You can see a working simulation of the circuit here.
The are two SPDT switches at the top of the diagram, representing Yellowstone’s two disk connectors. On pin 9 of this connector, some types of drives will have a 10K resistor connected to the +12V supply. This type of drive needs a -12V supply input on pin 9. It will use about 3 mA at most from -12V. Other types of drives will have a direct connection to +5V on pin 9 (+5V is also provided on pin 11 to all drive types).

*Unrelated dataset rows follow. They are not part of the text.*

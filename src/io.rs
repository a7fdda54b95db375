//! Readers for the `.fvecs` / `.ivecs` files used by ANN benchmark datasets.
//!
//! Each record is a little-endian `i32` length followed by that many 4-byte
//! little-endian values.

use std::fs::File;
use std::io::{self, BufReader, ErrorKind, Read};
use std::path::Path;

use crate::matrix::FloatMatrix;

/// Read one record into `buffer`. Returns `false` at a clean end of input.
fn read_record<R: Read>(reader: &mut R, buffer: &mut Vec<[u8; 4]>) -> io::Result<bool> {
    let mut dim_buf = [0u8; 4];
    match reader.read_exact(&mut dim_buf) {
        Ok(()) => {}
        Err(err) if err.kind() == ErrorKind::UnexpectedEof => return Ok(false),
        Err(err) => return Err(err),
    }
    let dim = i32::from_le_bytes(dim_buf);
    if dim < 0 {
        return Err(io::Error::new(
            ErrorKind::InvalidData,
            format!("negative dimension {dim} encountered"),
        ));
    }

    buffer.clear();
    buffer.resize(dim as usize, [0u8; 4]);
    for value in buffer.iter_mut() {
        reader.read_exact(value)?;
    }
    Ok(true)
}

/// Read `.fvecs` records into a matrix. Every record must have the same length.
pub fn read_fvecs_from_reader<R: Read>(
    mut reader: R,
    limit: Option<usize>,
) -> io::Result<FloatMatrix> {
    let mut matrix: Option<FloatMatrix> = None;
    let mut record = Vec::new();

    while limit.map_or(true, |max| matrix.as_ref().map_or(0, FloatMatrix::rows) < max) {
        if !read_record(&mut reader, &mut record)? {
            break;
        }
        let row: Vec<f32> = record.iter().map(|bytes| f32::from_le_bytes(*bytes)).collect();
        matrix
            .get_or_insert_with(|| FloatMatrix::new(row.len()))
            .push_row(&row)
            .map_err(|err| io::Error::new(ErrorKind::InvalidData, err.to_string()))?;
    }

    Ok(matrix.unwrap_or_default())
}

/// Read `.ivecs` ground-truth rows as dataset ids. Rows may differ in length.
pub fn read_groundtruth_from_reader<R: Read>(
    mut reader: R,
    limit: Option<usize>,
) -> io::Result<Vec<Vec<usize>>> {
    let mut rows = Vec::new();
    let mut record = Vec::new();

    while limit.map_or(true, |max| rows.len() < max) {
        if !read_record(&mut reader, &mut record)? {
            break;
        }
        let row_idx = rows.len();
        let row = record
            .iter()
            .map(|bytes| {
                let value = i32::from_le_bytes(*bytes);
                usize::try_from(value).map_err(|_| {
                    io::Error::new(
                        ErrorKind::InvalidData,
                        format!("ground truth entry {value} in row {row_idx} is negative"),
                    )
                })
            })
            .collect::<io::Result<Vec<usize>>>()?;
        rows.push(row);
    }

    Ok(rows)
}

pub fn read_fvecs<P: AsRef<Path>>(path: P, limit: Option<usize>) -> io::Result<FloatMatrix> {
    let file = File::open(path)?;
    read_fvecs_from_reader(BufReader::new(file), limit)
}

pub fn read_groundtruth<P: AsRef<Path>>(
    path: P,
    limit: Option<usize>,
) -> io::Result<Vec<Vec<usize>>> {
    let file = File::open(path)?;
    read_groundtruth_from_reader(BufReader::new(file), limit)
}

Yellowstone can either provide an additional +5V supply on pin 9 for this type of drive, or more simply, just leave the pin unconnected.
The basic idea here is to establish a current limiter of about 10-20 mA for pin 9. That’s more than enough for normal operation with the -12V supply, and it prevents dangerously high amounts of current flowing if -12V is directly connected to +5V as in the second type of drive.
Here’s the puzzle: the three NPN transistors have all their bases connected, and all their emitters connected. As shown, they all have the same base-emitter voltage Vbe of 0.668 volts. My mental model is that the base-emitter connection is essentially like a diode. With identical diodes, identical Vbe, and a single shared 470 ohm current-limiting resistor, I would expect the base current Ib to be identical for all three transistors. Yet they’re not. The middle transistor’s Ib is 7.2 mA while the others are only 0.165 mA.
The fact that one transistor is in saturation must be relevant. But the “base-emitter connection is a diode” assumption is failing here, and I can’t explain why. I need to read more transistor theory.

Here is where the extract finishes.